Mi madre y mi padre estaban conmigo, a mi lado, mientras yo intentaba dormir, dormir para siempre. Mi madre no era capaz de mirarme a la cara, la había decepcionado más que nunca, al mirar mis brazos daba media vuelta. Mi padre se quedó sentado a mi lado, sujetando mi mano.
El resto del día seguí en la cama del hospital, en observación, mientras vomitaba cada 10 minutos. Al ver la sangre que salía de mi garganta mis ojos agrandaron, me volvieron las ganas de abrir mi piel, pero no podía, allí no.

Me dieron el alta a las doce de la noche, vino mi hermana a recogernos y en el coche seguí vomitando y llorando. Me dormí al llegar a casa y, para mi desgracia, desperté a la mañana siguiente.

Puede que no podamos elegir cuando será nuestro último día. Los médicos dijeron que tuve muchísima suerte de no haber muerto, porque ellos no pudieron hacer nada, lo hizo todo mi cuerpo.
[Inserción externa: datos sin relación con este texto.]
//! Operator-facing catalog and coupon management.

use chrono::FixedOffset;
use rand::thread_rng;
use tracing::{info, warn};

use common::consts::COUPON_DIFF_LOCK_OFFSET;
use common::time::{hour_of_day, now_unix};
use lock::DistLock;
use repo::Repos;
use repo::model::{Coupon, Prize, PrizeKind, PrizeStatus};
use store::SharedKv;

use crate::plan::build_plan;

/// Operator's view of a catalog row; storage bookkeeping columns stay
/// internal.
#[derive(Debug, Clone)]
pub struct ViewPrize {
    pub id: u64,
    pub title: String,
    pub img: String,
    pub prize_num: i64,
    pub left_num: i64,
    pub prize_code: String,
    pub prize_time: u32,
    pub prize_type: PrizeKind,
    pub prize_profile: String,
    pub begin_time: i64,
    pub end_time: i64,
    pub display_order: u32,
    pub status: PrizeStatus,
}

pub struct AdminOps {
    kv: SharedKv,
    repos: Repos,
    day_offset: FixedOffset,
}

impl AdminOps {
    pub fn new(kv: SharedKv, repos: Repos, day_offset: FixedOffset) -> Self {
        Self {
            kv,
            repos,
            day_offset,
        }
    }

    /// Create a prize with a full stock and schedule its first plan.
    pub async fn add_prize(&self, view: ViewPrize) -> anyhow::Result<u64> {
        let now = now_unix();
        let mut prize = Prize {
            id: 0,
            title: view.title,
            prize_num: view.prize_num,
            left_num: view.prize_num,
            prize_code: view.prize_code,
            prize_time: view.prize_time,
            img: view.img,
            display_order: view.display_order,
            prize_type: view.prize_type,
            prize_profile: view.prize_profile,
            begin_time: view.begin_time,
            end_time: view.end_time,
            prize_plan: String::new(),
            prize_begin: 0,
            prize_end: 0,
            status: PrizeStatus::Active,
            created_at: now,
            updated_at: now,
            op_ip: String::new(),
        };

        let id = self.repos.prizes.create(&prize).await?;
        prize.id = id;
        self.reset_plan_for(&prize).await?;
        Ok(id)
    }

    pub async fn update_prize(&self, view: ViewPrize) -> anyhow::Result<()> {
        if view.id == 0 {
            anyhow::bail!("update_prize: missing prize id");
        }
        let old = self
            .repos
            .prizes
            .get(view.id)
            .await?
            .ok_or_else(|| anyhow::anyhow!("update_prize: no prize with id {}", view.id))?;

        let now = now_unix();
        let mut prize = old.clone();
        prize.title = view.title;
        prize.prize_num = view.prize_num.max(0);
        prize.left_num = view.left_num.max(0);
        prize.prize_code = view.prize_code;
        prize.prize_time = view.prize_time;
        prize.img = view.img;
        prize.display_order = view.display_order;
        prize.prize_type = view.prize_type;
        prize.prize_profile = view.prize_profile;
        prize.begin_time = view.begin_time;
        prize.end_time = view.end_time;
        prize.status = view.status;
        prize.updated_at = now;

        self.repos.prizes.update_info(&prize, now).await?;

        // A changed stock or delivery period invalidates the running plan.
        if prize.prize_num != old.prize_num || prize.prize_time != old.prize_time {
            self.reset_plan_for(&prize).await?;
        }
        Ok(())
    }

    /// Soft-delete and stop scheduling: clear the plan and zero the pool
    /// slot so the prize cannot be drawn from stale credits.
    pub async fn delete_prize(&self, id: u64) -> anyhow::Result<()> {
        let now = now_unix();
        self.repos.prizes.mark_deleted(id, now).await?;
        self.repos.prizes.truncate_plan(id, "", now).await?;
        self.repos.prizes.set_pool(id, 0).await?;
        Ok(())
    }

    pub async fn list_prizes(&self) -> anyhow::Result<Vec<Prize>> {
        let list = self.repos.prizes.get_all_cached().await?;
        Ok(list
            .into_iter()
            .filter(|p| p.status == PrizeStatus::Active)
            .collect())
    }

    pub async fn reset_plan(&self, id: u64) -> anyhow::Result<()> {
        let prize = self
            .repos
            .prizes
            .get(id)
            .await?
            .ok_or_else(|| anyhow::anyhow!("reset_plan: no prize with id {id}"))?;
        self.reset_plan_for(&prize).await
    }

    /// Regenerate a prize's drip schedule.
    ///
    /// Prizes that cannot currently deliver (deleted, outside their window,
    /// drained) get their plan cleared and their pool slot zeroed instead.
    /// An unscheduled prize (`prize_time == 0`) skips planning and puts its
    /// whole remaining stock into the pool at once.
    pub async fn reset_plan_for(&self, prize: &Prize) -> anyhow::Result<()> {
        let now = now_unix();

        let deliverable = prize.status == PrizeStatus::Active
            && prize.begin_time <= now
            && now <= prize.end_time
            && prize.left_num > 0
            && prize.prize_num > 0;
        if !deliverable {
            if !prize.prize_plan.is_empty() {
                self.repos.prizes.truncate_plan(prize.id, "", now).await?;
                self.repos.prizes.set_pool(prize.id, 0).await?;
            }
            info!(prize_id = prize.id, "prize cannot be scheduled right now");
            return Ok(());
        }

        if prize.prize_time == 0 {
            self.repos.prizes.set_pool(prize.id, prize.left_num).await?;
            return Ok(());
        }

        // Planning restarts the delivery window, so drop any stale credits
        // before the refill task starts consuming the new plan.
        self.repos.prizes.set_pool(prize.id, 0).await?;

        let now_hour = hour_of_day(now, self.day_offset);
        let slots = {
            let mut rng = thread_rng();
            build_plan(prize.prize_num, prize.prize_time, now, now_hour, &mut rng)
        };
        let plan_json = serde_json::to_string(&slots)?;
        let prize_end = now + prize.prize_time as i64 * 86_400;

        self.repos
            .prizes
            .reset_plan(prize.id, &plan_json, now, prize_end, prize.prize_num, now)
            .await?;
        Ok(())
    }

    /// Import newline-separated coupon codes for a distinct-code prize.
    /// Returns `(success, fail)` counts.
    pub async fn import_coupons(&self, prize_id: u64, codes: &str) -> anyhow::Result<(u64, u64)> {
        let prize = self
            .repos
            .prizes
            .get_cached(prize_id)
            .await?
            .ok_or_else(|| anyhow::anyhow!("import_coupons: no prize with id {prize_id}"))?;
        if prize.prize_type != PrizeKind::CouponDiff {
            anyhow::bail!("import_coupons: prize {prize_id} does not issue distinct coupons");
        }

        let now = now_unix();
        self.repos.coupons.import(prize_id, codes, now).await
    }

    /// Coupon rows plus the `(database, reservoir)` counts operators compare
    /// to spot divergence.
    pub async fn list_coupons(&self, prize_id: u64) -> anyhow::Result<(Vec<Coupon>, i64, u64)> {
        let rows = self.repos.coupons.list(prize_id).await?;
        let (db_n, cache_n) = self.repos.coupons.counts(prize_id).await?;
        Ok((rows, db_n, cache_n))
    }

    /// Rebuild the coupon reservoir from the database, serialized by a lock
    /// so two operators cannot interleave rebuilds of the same prize.
    pub async fn rebuild_coupons(&self, prize_id: u64) -> anyhow::Result<(u64, u64)> {
        let lock_name = (-((prize_id + COUPON_DIFF_LOCK_OFFSET) as i64)).to_string();
        let mut lock = DistLock::new(self.kv.clone(), &lock_name)
            .with_ttl_secs(5)
            .with_watchdog();
        lock.acquire()
            .await
            .map_err(|e| anyhow::anyhow!("coupon rebuild already running: {e}"))?;

        let result = self.repos.coupons.rebuild(prize_id).await;

        if let Err(e) = lock.release().await {
            warn!(prize_id, error = %e, "coupon rebuild lock release failed");
        }
        result
    }
}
Mis padres se lo tomaron como un milagro. Yo lo tomé como un castigo por burlar a la vida.

Aun así, a día de hoy, me alegro de haber sobrevivido de mi misma. Porque ahora me doy cuenta de todo lo que me hubiese perdido. 
Solo tengo que ser paciente y empezar todos los días con una sonrisa que ilumine a las demás.

Gracias, muerte, por haberme dejado escapar esa vez.